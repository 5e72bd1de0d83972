use joice::{Component, Context, ObjectSpecification, PropertySpec, ResolverError, Value, PROTOTYPE};
use std::cell::Cell;
use std::rc::Rc;

// --- Test Fixtures ---

#[derive(Debug)]
struct SimpleService {
  id: i64,
}

impl Component for SimpleService {}

fn context_with_simple_service() -> Context {
  let context = Context::new();
  context.register_constructor("SimpleService", |arguments| {
    let id = arguments.first().and_then(Value::as_i64).unwrap_or(0);
    Ok(SimpleService { id })
  });
  context
}

// --- Basic Tests ---

#[test]
fn test_singleton_resolves_identical_instance() {
  // Arrange
  let context = context_with_simple_service();
  let spec = ObjectSpecification::new("SimpleService")
    .named("simple")
    .with_argument(PropertySpec::value(101))
    .into_ref();
  context.add_specification(&spec).unwrap();
  let id = spec.id().unwrap();

  // Act
  let r1 = context.get_object(id).unwrap().unwrap();
  let r2 = context.get_object(id).unwrap().unwrap();

  // Assert
  assert_eq!(r1.downcast::<SimpleService>().unwrap().id, 101);
  // Ensure it's a singleton by checking pointer equality.
  assert!(r1.ptr_eq(&r2));
}

#[test]
fn test_prototype_resolves_distinct_instances() {
  // Arrange
  let context = context_with_simple_service();
  let spec = ObjectSpecification::new("SimpleService")
    .named("fresh")
    .scoped(PROTOTYPE)
    .with_argument(PropertySpec::value(303))
    .into_ref();
  context.add_specification(&spec).unwrap();

  // Act
  let r1 = context.load("fresh").unwrap().unwrap();
  let r2 = context.load("fresh").unwrap().unwrap();

  // Assert
  assert_eq!(r1.downcast::<SimpleService>().unwrap().id, 303);
  assert_eq!(r2.downcast::<SimpleService>().unwrap().id, 303);
  assert!(!r1.ptr_eq(&r2));
}

#[test]
fn test_registering_twice_is_idempotent() {
  // Arrange
  let context = context_with_simple_service();
  let spec = ObjectSpecification::new("SimpleService").named("once").into_ref();

  // Act
  context.add_specification(&spec).unwrap();
  let id = spec.id();
  context.add_specification(&spec).unwrap();

  // Assert
  assert_eq!(context.sequence_value(), 1);
  assert_eq!(context.len(), 1);
  assert_eq!(spec.id(), id);
  assert!(context.get_specification(id.unwrap()).unwrap().ptr_eq(&spec));
}

#[test]
fn test_unknown_label_loads_nothing() {
  let context = Context::new();

  assert!(context.load("nonexistent").unwrap().is_none());
  assert!(context.get_id_for_label("nonexistent").is_none());
}

#[test]
fn test_require_fails_on_unknown_label() {
  let context = Context::new();

  match context.require("nonexistent") {
    Err(ResolverError::UnknownLabel(label)) => assert_eq!(label, "nonexistent"),
    other => panic!("expected an unknown label, got {:?}", other),
  }
}

#[test]
fn test_labels_map_to_ids() {
  // Arrange
  let context = context_with_simple_service();
  let named = ObjectSpecification::new("SimpleService").named("named").into_ref();
  let anonymous = ObjectSpecification::new("SimpleService").into_ref();

  // Act
  context.add_specification(&anonymous).unwrap();
  context.add_specification(&named).unwrap();

  // Assert
  assert_eq!(context.get_id_for_label("named"), named.id());
  assert_ne!(anonymous.id(), named.id());
  assert!(context.get_object(anonymous.id().unwrap()).unwrap().is_some());
}

#[test]
fn test_properties_are_injected_after_construction() {
  // Arrange
  struct Counter {
    start: Cell<i64>,
    step: i64,
  }
  impl Component for Counter {
    fn set_property(&mut self, name: &str, value: Value) -> Result<(), String> {
      match name {
        "start" => self.start.set(value.as_i64().ok_or("start must be an integer")?),
        "step" => self.step = value.as_i64().ok_or("step must be an integer")?,
        other => return Err(format!("no property named '{}'", other)),
      }
      Ok(())
    }
  }

  let context = Context::new();
  context.register_constructor("Counter", |_| {
    Ok(Counter {
      start: Cell::new(0),
      step: 1,
    })
  });
  let spec = ObjectSpecification::new("Counter")
    .named("counter")
    .with_property("start", PropertySpec::value(10))
    .with_property("step", PropertySpec::value(5))
    .into_ref();
  context.add_specification(&spec).unwrap();

  // Act
  let counter: Rc<Counter> = context.load("counter").unwrap().unwrap().downcast().unwrap();

  // Assert
  assert_eq!(counter.start.get(), 10);
  assert_eq!(counter.step, 5);
}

What the task requires>
Which lines of the data contain the string "match"? Copy each of them.

Response for this exercise>
  match context.require("nonexistent") {
      match name {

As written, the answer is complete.